Closed Bug 1235633 Opened 7 years ago Closed 6 years ago

[e10s] crash in OOM | unknown | NS_ABORT_OOM | mozilla::ipc::MessageChannel::OnMessageReceivedFromLink


(Core :: IPC, defect)

44 Branch
Windows NT
Not set



Tracking Status
e10s m9+ ---
firefox46 --- wontfix
firefox47 --- fixed
firefox48 --- fixed


(Reporter: tracy, Assigned: billm)



(Keywords: crash, topcrash-win, Whiteboard: [MemShrink:P1])

Crash Data


(1 file, 1 obsolete file)

This bug was filed from the Socorro interface and is 
report bp-00b84fbe-0ca0-4be2-b160-ccca52151219.

This crash is #10, with 132 crashes, on the 44beta a/b experiment.

Frame 	Module 	Signature 	Source
0 	xul.dll 	NS_ABORT_OOM(unsigned int) 	xpcom/base/nsDebugImpl.cpp
1 	xul.dll 	mozilla::ipc::MessageChannel::OnMessageReceivedFromLink(IPC::Message const&) 	ipc/glue/MessageChannel.cpp
2 	kernelbase.dll 	ReadFile 	
3 	kernel32.dll 	ReadFileImplementation 	
4 	kernel32.dll 	ReadFileImplementation 	
5 	nss3.dll 	_MD_CURRENT_THREAD 	nsprpub/pr/src/md/windows/w95thred.c
6 	xul.dll 	mozilla::ipc::ProcessLink::OnMessageReceived(IPC::Message const&) 	ipc/glue/MessageLink.cpp
7 	xul.dll 	IPC::Channel::ChannelImpl::ProcessIncomingMessages(base::MessagePumpForIO::IOContext*, unsigned long) 	ipc/chromium/src/chrome/common/
8 	xul.dll 	IPC::Channel::ChannelImpl::OnIOCompleted(base::MessagePumpForIO::IOContext*, unsigned long, unsigned long) 	ipc/chromium/src/chrome/common/
No longer blocks: 1234647
Blocks: 1234647
This is happening on the line:
IIRC, this is the point where a message is copied out of the raw buffer. I think this is just a fundamental problem where things that send huge messages are going to hit heap fragmentation issues.

These crash reports are also missing all of the nice information about system memory usage that you usually see (Total Virtual Memory, Available Virtual Memory, System Memory Use Percentage). Maybe that doesn't work in a content process? I'll file a bug about that.

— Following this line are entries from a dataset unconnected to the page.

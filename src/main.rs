use crate::{args::Args, logger::Logger, tui::App};
use btloadgen::{seeder, session::Registry, signal::StopSignal};
use clap::Parser;
use log::info;
use std::{net::SocketAddr, sync::Arc, time::Duration};
use tokio::net::TcpListener;

mod args;
mod logger;
mod popup;
mod theme;
mod tui;

const REAPER_PERIOD: Duration = Duration::from_secs(30);

#[tokio::main(flavor = "multi_thread")]
async fn main() -> color_eyre::Result<()> {
    color_eyre::install()?;
    let args = Args::parse();

    if let Some(addr) = args.seed {
        Logger::stderr(args.log_level).init()?;
        return run_seeder(addr).await;
    }

    let registry = Arc::new(Registry::new(args.registry_config()));
    let _reaper = registry.spawn_reaper(REAPER_PERIOD);

    let (tx, rx) = std::sync::mpsc::channel();
    Logger::new(tx, args.log_level).init()?;
    let mut terminal = ratatui::init();
    let mut app = App::new(rx, registry, args.peer_addr.clone());
    let result = app.run(&mut terminal).await;

    ratatui::restore();
    result
}

async fn run_seeder(addr: SocketAddr) -> color_eyre::Result<()> {
    let listener = TcpListener::bind(addr).await?;
    info!("Seeding on {}", listener.local_addr()?);

    let signal = StopSignal::new();
    let server = tokio::spawn(seeder::serve(listener, signal.clone()));
    tokio::signal::ctrl_c().await?;
    info!("Shutting down");
    signal.cancel();
    server.await??;
    Ok(())
}
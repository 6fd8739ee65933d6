use std::sync::Arc;
use tokio::sync::watch;

/// Cancellation flag shared between a session and its connector run.
///
/// Firing is idempotent: only the first `cancel` flips the flag and wakes
/// waiters, every later call is a no-op. A fresh signal is made for each run.
#[derive(Debug, Clone)]
pub struct StopSignal {
    tx: Arc<watch::Sender<bool>>,
}

impl StopSignal {
    pub fn new() -> Self {
        let (tx, _) = watch::channel(false);
        Self { tx: Arc::new(tx) }
    }

    /// Returns true if this call is the one that fired the signal.
    pub fn cancel(&self) -> bool {
        self.tx.send_if_modified(|fired| {
            if *fired {
                false
            } else {
                *fired = true;
                true
            }
        })
    }

    pub fn is_cancelled(&self) -> bool {
        *self.tx.borrow()
    }

    /// Resolves once the signal has fired, immediately if it already has.
    pub async fn cancelled(&self) {
        let mut rx = self.tx.subscribe();
        // the sender lives in `self`, so this can't see a closed channel
        let _ = rx.wait_for(|fired| *fired).await;
    }
}

impl Default for StopSignal {
    fn default() -> Self {
        Self::new()
    }
}

#[cfg(test)]
mod tests {
    use super::*;
    use std::time::Duration;

    #[test]
    fn cancel_is_idempotent() {
        let signal = StopSignal::new();
        assert!(!signal.is_cancelled());
        assert!(signal.cancel());
        assert!(signal.is_cancelled());
        assert!(!signal.cancel());
        assert!(!signal.clone().cancel());
        assert!(signal.is_cancelled());
    }

    #[test]
    fn fresh_signals_are_independent() {
        let old = StopSignal::new();
        old.cancel();
        let new = StopSignal::new();
        assert!(!new.is_cancelled());
    }

    #[tokio::test]
    async fn cancelled_wakes_waiters() {
        let signal = StopSignal::new();
        let waiter = {
            let signal = signal.clone();
            tokio::spawn(async move { signal.cancelled().await })
        };
        tokio::time::sleep(Duration::from_millis(20)).await;
        assert!(!waiter.is_finished());

        signal.cancel();
        tokio::time::timeout(Duration::from_secs(1), waiter)
            .await
            .expect("waiter should wake")
            .unwrap();

        // already fired, resolves straight away
        tokio::time::timeout(Duration::from_millis(100), signal.cancelled())
            .await
            .unwrap();
    }
}
use crate::{HashedId20, PeerId20, HANDSHAKE_LEN, PROTOCOL_V_1};
use bytes::{BufMut, BytesMut};
use rand::Rng;
use std::fmt::Display;

const PEER_ID_PREFIX: &[u8; 8] = b"-qB4630-";
const PEER_ID_CHARSET: &[u8; 70] =
    b"0123456789ABCDEFGHIJKLMNOPQRSTUVWXYZabcdefghijklmnopqrstuvwxyz-_.!~*()";

#[derive(Debug)]
pub enum InfoHashError {
    BadLength(usize),
    BadHex(hex::FromHexError),
}

impl Display for InfoHashError {
    fn fmt(&self, f: &mut std::fmt::Formatter<'_>) -> std::fmt::Result {
        match self {
            Self::BadLength(n) => write!(
                f,
                "info hash must be 40 hex characters, got {n} bytes"
            ),
            Self::BadHex(e) => write!(f, "info hash is not valid hex: {e}"),
        }
    }
}

impl std::error::Error for InfoHashError {}

impl From<hex::FromHexError> for InfoHashError {
    fn from(value: hex::FromHexError) -> Self {
        InfoHashError::BadHex(value)
    }
}

/// Decodes a 40 character hex string (either case) into the raw 20 byte info hash.
pub fn parse_info_hash(hex_str: &str) -> Result<HashedId20, InfoHashError> {
    if hex_str.len() != 40 {
        return Err(InfoHashError::BadLength(hex_str.len()));
    }
    let mut info_hash = HashedId20::default();
    hex::decode_to_slice(hex_str, &mut info_hash)?;
    Ok(info_hash)
}

/// Peer id in the style of qBittorrent 4.6.3: an 8 byte client tag followed by
/// 12 random characters. Not guaranteed to be unique.
pub fn generate_peer_id() -> PeerId20 {
    let mut rng = rand::rng();
    let mut peer_id = [0u8; 20];
    peer_id[..8].copy_from_slice(PEER_ID_PREFIX);
    for b in peer_id[8..].iter_mut() {
        *b = PEER_ID_CHARSET[rng.random_range(0..PEER_ID_CHARSET.len())];
    }
    peer_id
}

pub struct Handshake {
    pstrlen: u8,
    pstr: &'static [u8],
    reserved: u64,
    info_hash: HashedId20,
    peer_id: PeerId20,
}

impl Handshake {
    pub fn new(info_hash: HashedId20, peer_id: PeerId20) -> Self {
        Handshake {
            pstrlen: PROTOCOL_V_1.len() as u8,
            pstr: PROTOCOL_V_1,
            reserved: 0,
            info_hash,
            peer_id,
        }
    }

    pub fn info_hash(&self) -> &HashedId20 {
        &self.info_hash
    }

    pub fn peer_id(&self) -> &PeerId20 {
        &self.peer_id
    }

    // <pstrlen><pstr><reserved><info_hash><peer_id>
    pub fn serialize_handshake(&self) -> BytesMut {
        let mut buf = BytesMut::with_capacity(HANDSHAKE_LEN);
        buf.put_u8(self.pstrlen);
        buf.put_slice(self.pstr);
        buf.put_u64(self.reserved);
        buf.put_slice(&self.info_hash);
        buf.put_slice(&self.peer_id);
        buf
    }

    /// Reads a full handshake, rejecting anything that does not speak BitTorrent v1.
    pub fn parse(buf: &[u8]) -> Option<Self> {
        if buf.len() < HANDSHAKE_LEN {
            return None;
        }
        let pstrlen = buf[0] as usize;
        if pstrlen != PROTOCOL_V_1.len() || &buf[1..1 + pstrlen] != PROTOCOL_V_1 {
            return None;
        }
        // buf[20..28] is the reserved bits which we ignore
        let info_hash: HashedId20 = buf[28..48].try_into().ok()?;
        let peer_id: PeerId20 = buf[48..68].try_into().ok()?;
        Some(Handshake::new(info_hash, peer_id))
    }
}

This particular allocation size should also get that size of the allocation reported. I don't know if that's related to the previous issue or not.
Component: XPCOM → IPC
Bug 1156484 is in the same part of the code, except in that crash report the memory information (and allocation size) is showing up properly.
Depends on: 1236108
Blocks: 1246180
Also, why isn't the allocation size annotated for this case? (that's what the "unknown" in the signature means)
Ah, that seems to be bug 1236108, we really need to fix that to even be able to analyze if e10s is nearing ship-readiness.
renom'ing. Top crash in beta experiment. Poiru, can you indicate where this is in the top crash list?
Flags: needinfo?(birunthan)
(In reply to Brad Lassey [:blassey] (use needinfo?) from comment #5)
> renom'ing. Top crash in beta experiment. Poiru, can you indicate where this
> is in the top crash list?

This is #4 (2.08%) for content processes. See bug 1249209 comment 2 for full list.
Flags: needinfo?(birunthan)
Assignee: nobody → wmccloskey
Message's copy constructor goes to Pickle's copy constructor, which calls realloc() to have enough memory to store payload. If realloc() fails, NS_ABORT_OOM() is called and that is where this crash happens.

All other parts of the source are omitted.